7. The purchaser shall safeguard the sole or joint ownership created according to the above provisions on our behalf. In all other respects, the same applies to the objects created by processing or mixing as to the objects of purchase delivered subject to reservation of
8. If the objects of purchase delivered subject to reservation of ownership are combined by the purchaser in the course of processing with a real property or building and therefore become an integral part of the real property or building, the purchaser shall assign to us already at this date, without the need for any further special explanations, its payment claims for the workwhich would be its remuneration for the processing, together with all subsidiary rights as security in the amount of the ratio of the value of the combined objects of purchase to the value of the other combined objects of the purchaser at the time of combination, whereby the claims assigned to us take precedence over the remainder of the payment claims for work. With regard to the assigned payment claims for work, the stipulations set forth in paragraph 4 concerning the purchase price claims assigned in advance shall apply accordingly.
9. Upon request of the purchaser, we undertake to release the securities due to us to the extent that the value of our securities exceeds the claims to be secured by more than 20%. The selection of the securities to be released shall be incumbent on us.
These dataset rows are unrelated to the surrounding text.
// Copyright (c) Microsoft Corporation.
// Licensed under the MIT License.

/// COSE algorithms accepted for health certificate signatures (IANA COSE Algorithms registry).
#[derive(Debug, Copy, Clone, PartialEq, Eq, Hash)]
#[repr(i64)]
pub enum CoseAlgorithm {
    /// ECDSA w/ SHA-256 over P-256.
    ES256 = -7,
    /// ECDSA w/ SHA-384 over P-384.
    ES384 = -35,
    /// ECDSA w/ SHA-512 over P-521.
    ES512 = -36,
    /// RSASSA-PSS w/ SHA-256.
    PS256 = -37,
    /// RSASSA-PKCS1v1.5 w/ SHA-256.
    RS256 = -257,
}

impl CoseAlgorithm {
    pub fn from_id(id: i64) -> Option<Self> {
        match id {
            -7 => Some(CoseAlgorithm::ES256),
            -35 => Some(CoseAlgorithm::ES384),
            -36 => Some(CoseAlgorithm::ES512),
            -37 => Some(CoseAlgorithm::PS256),
            -257 => Some(CoseAlgorithm::RS256),
            _ => None,
        }
    }

    pub fn id(self) -> i64 {
        self as i64
    }
}
// Copyright (c) Microsoft Corporation.
// Licensed under the MIT License.

//! Generic CBOR value tree.
//!
//! Everything above this module works on [`CborValue`] rather than on the raw
//! minicbor decoder, so the envelope parser and the certificate model only give
//! meaning to an already-decoded tree.

use std::collections::BTreeMap;

use minicbor::data::Type;
use minicbor::Decoder;

/// Nested structures deeper than this are rejected.
pub const MAX_NESTING_DEPTH: usize = 32;

#[derive(Debug, Clone, PartialEq, Eq, PartialOrd, Ord)]
pub enum CborKey {
    Int(i64),
    Text(String),
}

impl From<i64> for CborKey {
    fn from(value: i64) -> Self {
        CborKey::Int(value)
    }
}

impl From<&str> for CborKey {
    fn from(value: &str) -> Self {
        CborKey::Text(value.to_string())
    }
}

#[derive(Debug, Clone, PartialEq)]
pub enum CborValue {
    Int(i64),
    Bytes(Vec<u8>),
    Text(String),
    Array(Vec<CborValue>),
    Map(BTreeMap<CborKey, CborValue>),
    Bool(bool),
    Float(f64),
    Null,
    Undefined,
    Tagged(u64, Box<CborValue>),
}

impl CborValue {
    pub fn as_i64(&self) -> Option<i64> {
        match self {
            CborValue::Int(i) => Some(*i),
            _ => None,
        }
    }

    pub fn as_bytes(&self) -> Option<&[u8]> {
        match self {
            CborValue::Bytes(b) => Some(b.as_slice()),
            _ => None,
        }
    }

    pub fn as_text(&self) -> Option<&str> {
        match self {
            CborValue::Text(s) => Some(s.as_str()),
            _ => None,
        }
    }

    pub fn as_array(&self) -> Option<&[CborValue]> {
        match self {
            CborValue::Array(a) => Some(a.as_slice()),
            _ => None,
        }
    }

    pub fn as_map(&self) -> Option<&BTreeMap<CborKey, CborValue>> {
        match self {
            CborValue::Map(m) => Some(m),
            _ => None,
        }
    }

    /// Look up `key` when this value is a map.
    pub fn get(&self, key: impl Into<CborKey>) -> Option<&CborValue> {
        let key: CborKey = key.into();
        self.as_map().and_then(|m| m.get(&key))
    }

    /// Short name of the CBOR major type, used in diagnostics.
    pub fn type_name(&self) -> &'static str {
        match self {
            CborValue::Int(_) => "int",
            CborValue::Bytes(_) => "bstr",
            CborValue::Text(_) => "tstr",
            CborValue::Array(_) => "array",
            CborValue::Map(_) => "map",
            CborValue::Bool(_) => "bool",
            CborValue::Float(_) => "float",
            CborValue::Null => "null",
            CborValue::Undefined => "undefined",
            CborValue::Tagged(..) => "tag",
        }
    }
}

#[derive(Debug, Clone, PartialEq, Eq, thiserror::Error)]
pub enum ValueDecodeError {
    #[error("empty input")]
    Empty,

    #[error("CBOR decode failed: {0}")]
    Cbor(String),

    #[error("indefinite-length items are not supported")]
    IndefiniteLength,

    #[error("unsupported CBOR item: {0}")]
    Unsupported(String),

    #[error("duplicate map key {0:?}")]
    DuplicateKey(CborKey),

    #[error("nesting deeper than {MAX_NESTING_DEPTH} levels")]
    TooDeep,

    #[error("trailing bytes after CBOR item")]
    TrailingBytes,
}

impl ValueDecodeError {
    fn cbor<E: std::fmt::Display>(e: E) -> Self {
        Self::Cbor(e.to_string())
    }
}

/// Turns bytes into a [`CborValue`] tree.
///
/// The envelope parser takes one of these so callers can swap the decoding
/// primitive; [`CborDecoder`] is the default.
pub trait ValueDecoder {
    fn decode(&self, bytes: &[u8]) -> Result<CborValue, ValueDecodeError>;
}

/// minicbor-backed [`ValueDecoder`].
#[derive(Debug, Default, Clone, Copy)]
pub struct CborDecoder;

impl ValueDecoder for CborDecoder {
    fn decode(&self, bytes: &[u8]) -> Result<CborValue, ValueDecodeError> {
        decode_value(bytes)
    }
}

/// Decode exactly one CBOR data item spanning all of `bytes`.
pub fn decode_value(bytes: &[u8]) -> Result<CborValue, ValueDecodeError> {
    if bytes.is_empty() {
        return Err(ValueDecodeError::Empty);
    }

    let mut dec = Decoder::new(bytes);
    let value = decode_item(&mut dec, 0)?;

    if dec.position() != bytes.len() {
        return Err(ValueDecodeError::TrailingBytes);
    }

    Ok(value)
}

fn decode_key(dec: &mut Decoder<'_>) -> Result<CborKey, ValueDecodeError> {
    match dec.datatype().map_err(ValueDecodeError::cbor)? {
        Type::I8
        | Type::I16
        | Type::I32
        | Type::I64
        | Type::Int
        | Type::U8
        | Type::U16
        | Type::U32
        | Type::U64 => Ok(CborKey::Int(dec.i64().map_err(ValueDecodeError::cbor)?)),
        Type::String => Ok(CborKey::Text(
            dec.str().map_err(ValueDecodeError::cbor)?.to_string(),
        )),
        other => Err(ValueDecodeError::Unsupported(format!("map key of type {other:?}"))),
    }
}

fn decode_item(dec: &mut Decoder<'_>, depth: usize) -> Result<CborValue, ValueDecodeError> {
    if depth > MAX_NESTING_DEPTH {
        return Err(ValueDecodeError::TooDeep);
    }

    match dec.datatype().map_err(ValueDecodeError::cbor)? {
        Type::Null => {
            dec.null().map_err(ValueDecodeError::cbor)?;
            Ok(CborValue::Null)
        }
        Type::Undefined => {
            dec.undefined().map_err(ValueDecodeError::cbor)?;
            Ok(CborValue::Undefined)
        }
        Type::Bool => Ok(CborValue::Bool(dec.bool().map_err(ValueDecodeError::cbor)?)),
        Type::Bytes => Ok(CborValue::Bytes(
            dec.bytes().map_err(ValueDecodeError::cbor)?.to_vec(),
        )),
        Type::String => Ok(CborValue::Text(
            dec.str().map_err(ValueDecodeError::cbor)?.to_string(),
        )),
        Type::I8
        | Type::I16
        | Type::I32
        | Type::I64
        | Type::Int
        | Type::U8
        | Type::U16
        | Type::U32
        | Type::U64 => Ok(CborValue::Int(dec.i64().map_err(ValueDecodeError::cbor)?)),
        Type::F32 => Ok(CborValue::Float(f64::from(
            dec.f32().map_err(ValueDecodeError::cbor)?,
        ))),
        Type::F64 => Ok(CborValue::Float(dec.f64().map_err(ValueDecodeError::cbor)?)),
        Type::Tag => {
            let tag = dec.tag().map_err(ValueDecodeError::cbor)?;
            let inner = decode_item(dec, depth + 1)?;
            Ok(CborValue::Tagged(tag.as_u64(), Box::new(inner)))
        }
        Type::Array => {
            let len = dec
                .array()
                .map_err(ValueDecodeError::cbor)?
                .ok_or(ValueDecodeError::IndefiniteLength)?;
            // Cap the pre-allocation; the length prefix is attacker controlled.
            let mut out = Vec::with_capacity(len.min(64) as usize);
            for _ in 0..len {
                out.push(decode_item(dec, depth + 1)?);
            }
            Ok(CborValue::Array(out))
        }
        Type::Map => {
            let len = dec
                .map()
                .map_err(ValueDecodeError::cbor)?
                .ok_or(ValueDecodeError::IndefiniteLength)?;
            let mut out = BTreeMap::new();
            for _ in 0..len {
                let key = decode_key(dec)?;
                let value = decode_item(dec, depth + 1)?;
                if out.contains_key(&key) {
                    return Err(ValueDecodeError::DuplicateKey(key));
                }
                out.insert(key, value);
            }
            Ok(CborValue::Map(out))
        }
        Type::ArrayIndef | Type::MapIndef | Type::BytesIndef | Type::StringIndef => {
            Err(ValueDecodeError::IndefiniteLength)
        }
        other => Err(ValueDecodeError::Unsupported(format!("{other:?}"))),
    }
}
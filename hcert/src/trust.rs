// Copyright (c) Microsoft Corporation.
// Licensed under the MIT License.

//! Trust anchors and the stores that provide them.
//!
//! The verifier only depends on [`TrustStore`]. Where anchors come from (a
//! vector built in code, a JSON trust list on disk, a network fetch wrapped by
//! the caller) is decided by whoever constructs the store.

use std::fmt;
use std::path::{Path, PathBuf};
use std::sync::Arc;

use base64::engine::general_purpose::STANDARD;
use base64::Engine as _;
use chrono::{DateTime, Utc};
use serde::Deserialize;

use crate::error::TrustStoreError;

/// A signing key an issuing authority has published.
#[derive(Clone, PartialEq, Eq)]
pub struct TrustAnchor {
    certificate_type: String,
    country: String,
    kid: Vec<u8>,
    key_material: Vec<u8>,
    signature: Option<String>,
    thumbprint: Option<String>,
    timestamp: DateTime<Utc>,
}

impl TrustAnchor {
    /// Build an anchor from its published representation.
    ///
    /// `kid` is base64. `raw_data` is either a PEM block or bare base64 of the
    /// DER certificate (or SubjectPublicKeyInfo).
    pub fn new(
        certificate_type: impl Into<String>,
        country: impl Into<String>,
        kid: &str,
        raw_data: &str,
        signature: Option<String>,
        thumbprint: Option<String>,
        timestamp: DateTime<Utc>,
    ) -> Result<Self, TrustStoreError> {
        let country = country.into();

        let kid_bytes = STANDARD
            .decode(kid.trim())
            .map_err(|e| TrustStoreError::InvalidKeyId {
                country: country.clone(),
                kid: kid.to_string(),
                reason: e.to_string(),
            })?;
        if kid_bytes.is_empty() {
            return Err(TrustStoreError::InvalidKeyId {
                country,
                kid: kid.to_string(),
                reason: "empty".to_string(),
            });
        }

        let key_material = decode_key_material(raw_data).map_err(|reason| TrustStoreError::InvalidKeyMaterial {
            country: country.clone(),
            kid: kid.to_string(),
            reason,
        })?;

        Ok(Self {
            certificate_type: certificate_type.into(),
            country,
            kid: kid_bytes,
            key_material,
            signature,
            thumbprint,
            timestamp,
        })
    }

    pub fn certificate_type(&self) -> &str {
        &self.certificate_type
    }

    pub fn country(&self) -> &str {
        &self.country
    }

    pub fn kid(&self) -> &[u8] {
        &self.kid
    }

    /// The kid as it appears in trust lists.
    pub fn kid_base64(&self) -> String {
        STANDARD.encode(&self.kid)
    }

    /// DER certificate or SubjectPublicKeyInfo.
    pub fn key_material(&self) -> &[u8] {
        &self.key_material
    }

    /// Signature the trust-list publisher placed over this entry, if any.
    /// Carried for callers that authenticate the list itself; not checked here.
    pub fn signature(&self) -> Option<&str> {
        self.signature.as_deref()
    }

    pub fn thumbprint(&self) -> Option<&str> {
        self.thumbprint.as_deref()
    }

    pub fn timestamp(&self) -> DateTime<Utc> {
        self.timestamp
    }

    /// Whether the anchor's certificate validity window covers `at`.
    ///
    /// Bare public keys carry no window and are always current.
    pub fn is_current_at(&self, at: DateTime<Utc>) -> bool {
        match x509_parser::parse_x509_certificate(&self.key_material) {
            Ok((_, cert)) => {
                let validity = cert.validity();
                let t = at.timestamp();
                validity.not_before.timestamp() <= t && t <= validity.not_after.timestamp()
            }
            Err(_) => true,
        }
    }
}

impl fmt::Debug for TrustAnchor {
    fn fmt(&self, f: &mut fmt::Formatter<'_>) -> fmt::Result {
        f.debug_struct("TrustAnchor")
            .field("certificate_type", &self.certificate_type)
            .field("country", &self.country)
            .field("kid", &self.kid_base64())
            .field("key_material_len", &self.key_material.len())
            .field("timestamp", &self.timestamp)
            .finish_non_exhaustive()
    }
}

fn decode_key_material(raw_data: &str) -> Result<Vec<u8>, String> {
    let trimmed = raw_data.trim();
    if trimmed.starts_with("-----BEGIN") {
        let (_, pem) = x509_parser::pem::parse_x509_pem(trimmed.as_bytes()).map_err(|e| format!("bad PEM: {e}"))?;
        return Ok(pem.contents);
    }

    let compact: String = trimmed.chars().filter(|c| !c.is_ascii_whitespace()).collect();
    let der = STANDARD.decode(compact).map_err(|e| format!("bad base64: {e}"))?;
    if der.is_empty() {
        return Err("empty".to_string());
    }
    Ok(der)
}

/// One entry of a published DSC trust list.
#[derive(Debug, Clone, Deserialize)]
#[serde(rename_all = "camelCase")]
pub struct TrustAnchorRecord {
    pub certificate_type: String,
    pub country: String,
    pub kid: String,
    pub raw_data: String,
    #[serde(default)]
    pub signature: Option<String>,
    #[serde(default)]
    pub thumbprint: Option<String>,
    /// RFC 3339 issuance instant.
    pub timestamp: String,
}

impl TryFrom<TrustAnchorRecord> for TrustAnchor {
    type Error = TrustStoreError;

    fn try_from(record: TrustAnchorRecord) -> Result<Self, Self::Error> {
        let timestamp = DateTime::parse_from_rfc3339(&record.timestamp)
            .map(|t| t.with_timezone(&Utc))
            .map_err(|e| TrustStoreError::InvalidTimestamp {
                country: record.country.clone(),
                kid: record.kid.clone(),
                reason: e.to_string(),
            })?;

        TrustAnchor::new(
            record.certificate_type,
            record.country,
            &record.kid,
            &record.raw_data,
            record.signature.filter(|s| !s.is_empty()),
            record.thumbprint.filter(|s| !s.is_empty()),
            timestamp,
        )
    }
}

#[derive(Debug, Deserialize)]
struct TrustList {
    certificates: Vec<TrustAnchorRecord>,
}

/// Parse a `{"certificates": [...]}` trust list. Any bad entry fails the whole list.
pub fn parse_trust_list(json: &str) -> Result<Vec<TrustAnchor>, TrustStoreError> {
    let list: TrustList = serde_json::from_str(json)?;
    list.certificates.into_iter().map(TrustAnchor::try_from).collect()
}

/// Source of trust anchors.
///
/// Each call returns a complete snapshot. Implementations must tolerate
/// concurrent calls.
pub trait TrustStore: Send + Sync {
    fn fetch_trust_anchors(&self) -> Result<Vec<TrustAnchor>, TrustStoreError>;
}

impl<T: TrustStore + ?Sized> TrustStore for &T {
    fn fetch_trust_anchors(&self) -> Result<Vec<TrustAnchor>, TrustStoreError> {
        (**self).fetch_trust_anchors()
    }
}

impl<T: TrustStore + ?Sized> TrustStore for Arc<T> {
    fn fetch_trust_anchors(&self) -> Result<Vec<TrustAnchor>, TrustStoreError> {
        (**self).fetch_trust_anchors()
    }
}

impl<T: TrustStore + ?Sized> TrustStore for Box<T> {
    fn fetch_trust_anchors(&self) -> Result<Vec<TrustAnchor>, TrustStoreError> {
        (**self).fetch_trust_anchors()
    }
}

/// Anchors held in memory.
#[derive(Debug, Clone, Default)]
pub struct ArrayTrustStore {
    anchors: Vec<TrustAnchor>,
}

impl ArrayTrustStore {
    pub fn new(anchors: Vec<TrustAnchor>) -> Self {
        Self { anchors }
    }

    pub fn from_records(records: impl IntoIterator<Item = TrustAnchorRecord>) -> Result<Self, TrustStoreError> {
        let anchors = records
            .into_iter()
            .map(TrustAnchor::try_from)
            .collect::<Result<Vec<_>, _>>()?;
        Ok(Self::new(anchors))
    }

    pub fn from_json(json: &str) -> Result<Self, TrustStoreError> {
        Ok(Self::new(parse_trust_list(json)?))
    }

    pub fn anchors(&self) -> &[TrustAnchor] {
        &self.anchors
    }
}

impl TrustStore for ArrayTrustStore {
    fn fetch_trust_anchors(&self) -> Result<Vec<TrustAnchor>, TrustStoreError> {
        Ok(self.anchors.clone())
    }
}

/// Trust list read from a JSON file on every fetch, so replacing the file
/// takes effect on the next verification.
#[derive(Debug, Clone)]
pub struct JsonTrustStore {
    path: PathBuf,
}

impl JsonTrustStore {
    pub fn new(path: impl AsRef<Path>) -> Self {
        Self {
            path: path.as_ref().to_path_buf(),
        }
    }

    pub fn path(&self) -> &Path {
        &self.path
    }
}

impl TrustStore for JsonTrustStore {
    fn fetch_trust_anchors(&self) -> Result<Vec<TrustAnchor>, TrustStoreError> {
        let json = std::fs::read_to_string(&self.path)?;
        let anchors = parse_trust_list(&json)?;
        tracing::debug!(path = %self.path.display(), anchors = anchors.len(), "loaded trust list");
        Ok(anchors)
    }
}
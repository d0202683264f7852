// Copyright (c) Microsoft Corporation.
// Licensed under the MIT License.

//! Typed health certificate model.
//!
//! The payload is a CWT claims map. The certificate itself sits at claim
//! `-260` (hcert), key `1` (EU DCC v1), and uses text keys from the DCC
//! JSON schema (`nam`, `dob`, `v`, `t`, `r`, ...).

mod entries;
mod fields;
mod target;

use chrono::{DateTime, Utc};
use hcert_common::{decode_value, CborKey, CborValue};

use crate::error::MalformedPayloadError;
use crate::verifier::{TrustedSigner, VerifiedPayload};
use fields::Fields;

pub use entries::{Recovery, TestResult, TestType, Vaccination, TEST_RESULT_DETECTED, TEST_RESULT_NOT_DETECTED};
pub use target::Target;

/// CBOR tag some issuers wrap CWTs in.
pub const CWT_TAG: u64 = 61;

const CLAIM_ISSUER: i64 = 1;
const CLAIM_EXPIRATION: i64 = 4;
const CLAIM_ISSUED_AT: i64 = 6;
const CLAIM_HCERT: i64 = -260;
const HCERT_EU_DCC_V1: i64 = 1;

#[derive(Debug, Clone, PartialEq, Eq)]
pub struct Person {
    pub given_name: Option<String>,
    pub family_name: Option<String>,
    /// ICAO 9303 transliteration of the given name.
    pub given_name_std: Option<String>,
    /// ICAO 9303 transliteration of the family name.
    pub family_name_std: String,
    /// `YYYY-MM-DD`, `YYYY-MM`, `YYYY` or empty, as issued.
    pub date_of_birth: String,
}

impl Person {
    /// Given name, falling back to the transliterated form.
    pub fn first_name(&self) -> Option<&str> {
        self.given_name.as_deref().or(self.given_name_std.as_deref())
    }

    /// Family name, falling back to the transliterated form.
    pub fn last_name(&self) -> &str {
        self.family_name.as_deref().unwrap_or(&self.family_name_std)
    }
}

#[derive(Debug, Clone, PartialEq, Eq)]
pub struct HealthCertificate {
    pub schema_version: String,
    pub subject: Person,
    pub vaccinations: Vec<Vaccination>,
    pub tests: Vec<TestResult>,
    pub recoveries: Vec<Recovery>,
    /// Issuing country from the CWT `iss` claim.
    pub issuer: Option<String>,
    pub issued_at: Option<DateTime<Utc>>,
    pub expires_at: Option<DateTime<Utc>>,
    pub signer: TrustedSigner,
}

impl HealthCertificate {
    /// Build the model from a payload whose signature has been verified.
    pub fn from_verified(payload: &VerifiedPayload) -> Result<Self, MalformedPayloadError> {
        let claims = decode_value(payload.bytes())
            .map_err(|e| MalformedPayloadError::new("cwt", format!("undecodable CBOR: {e}")))?;

        let claims = match claims {
            CborValue::Tagged(CWT_TAG, inner) => *inner,
            other => other,
        };
        let claims = match claims {
            CborValue::Map(map) => map,
            other => {
                return Err(MalformedPayloadError::new(
                    "cwt",
                    format!("expected map, found {}", other.type_name()),
                ))
            }
        };

        let issuer = match claims.get(&CborKey::Int(CLAIM_ISSUER)) {
            None => None,
            Some(CborValue::Text(s)) => Some(s.clone()),
            Some(other) => {
                return Err(MalformedPayloadError::new(
                    "cwt.iss",
                    format!("expected text, found {}", other.type_name()),
                ))
            }
        };
        let expires_at = claim_time(&claims, CLAIM_EXPIRATION, "cwt.exp")?;
        let issued_at = claim_time(&claims, CLAIM_ISSUED_AT, "cwt.iat")?;

        let hcert = claims
            .get(&CborKey::Int(CLAIM_HCERT))
            .ok_or_else(|| MalformedPayloadError::new("cwt.hcert", "missing required claim"))?;
        let dcc = hcert
            .as_map()
            .ok_or_else(|| {
                MalformedPayloadError::new("cwt.hcert", format!("expected map, found {}", hcert.type_name()))
            })?
            .get(&CborKey::Int(HCERT_EU_DCC_V1))
            .ok_or_else(|| MalformedPayloadError::new("cwt.hcert.1", "missing EU DCC v1 entry"))?;
        let dcc = Fields::of(dcc, "hcert")?;

        let nam = dcc.required_map("nam")?;
        let subject = Person {
            given_name: nam.optional_text("gn")?.map(str::to_string),
            family_name: nam.optional_text("fn")?.map(str::to_string),
            given_name_std: nam.optional_text("gnt")?.map(str::to_string),
            family_name_std: nam.required_text("fnt")?.to_string(),
            date_of_birth: dcc.required_text("dob")?.to_string(),
        };

        Ok(Self {
            schema_version: dcc.required_text("ver")?.to_string(),
            subject,
            vaccinations: parse_entries(&dcc, "v", Vaccination::from_fields)?,
            tests: parse_entries(&dcc, "t", TestResult::from_fields)?,
            recoveries: parse_entries(&dcc, "r", Recovery::from_fields)?,
            issuer,
            issued_at,
            expires_at,
            signer: payload.signer().clone(),
        })
    }

    pub fn subject(&self) -> &Person {
        &self.subject
    }

    pub fn is_empty(&self) -> bool {
        self.vaccinations.is_empty() && self.tests.is_empty() && self.recoveries.is_empty()
    }

    /// Whether the CWT `exp` claim lies before `at`. Certificates without one never expire.
    pub fn is_expired_at(&self, at: DateTime<Utc>) -> bool {
        self.expires_at.is_some_and(|exp| exp < at)
    }
}

fn parse_entries<T>(
    dcc: &Fields<'_>,
    key: &str,
    build: impl Fn(&Fields<'_>) -> Result<T, MalformedPayloadError>,
) -> Result<Vec<T>, MalformedPayloadError> {
    dcc.optional_array(key)?
        .iter()
        .enumerate()
        .map(|(i, item)| build(&Fields::of(item, format!("{}.{key}[{i}]", dcc.path()))?))
        .collect()
}

fn claim_time(
    claims: &std::collections::BTreeMap<CborKey, CborValue>,
    claim: i64,
    path: &str,
) -> Result<Option<DateTime<Utc>>, MalformedPayloadError> {
    let secs = match claims.get(&CborKey::Int(claim)) {
        None => return Ok(None),
        Some(CborValue::Int(secs)) => *secs,
        Some(CborValue::Float(secs)) if secs.is_finite() => secs.trunc() as i64,
        Some(other) => {
            return Err(MalformedPayloadError::new(
                path,
                format!("expected numeric date, found {}", other.type_name()),
            ))
        }
    };
    DateTime::from_timestamp(secs, 0)
        .map(Some)
        .ok_or_else(|| MalformedPayloadError::new(path, format!("timestamp {secs} is out of range")))
}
10. In the event that the purchaser acts in breach of contractual duties, in particular, in the case of non-payment of the purchase price due, we are entitled to withdraw from the contract in accordance with the statutory provisions and to reclaim the goods on the basis of the reservation of ownership and withdrawal from the contract. If the purchaser fails to pay the purchase price when due, we may only enforce these rights if we have set an appropriate time limit beforehand for the purchaser to pay that was of no avail, or the setting of such a time limit is not necessary according to the statutory provisions. We are entitled to utilize the objects of purchase after their return; the proceeds of the utilization – less appropriate utilization costs – shall be set off against the purchaser’s liabilities.
§ 10 Applicable law - place of jurisdiction
1. These general terms and conditions of sale and delivery and all legal relationships between us and the purchaser shall be governed by the laws of the Federal Republic of Germany, thereby excluding the UN Convention on Contracts for the International Sale of Goods.
2. If the purchaser is a merchant within the meaning of the German Commercial Code (HGB), the place of jurisdiction for all disputes arising directly or indirectly from the contractual relationship shall be the Regional Court of Saarbrücken. However, we shall also be entitled to sue the purchaser in a court of competent jurisdiction at the place of its registered office.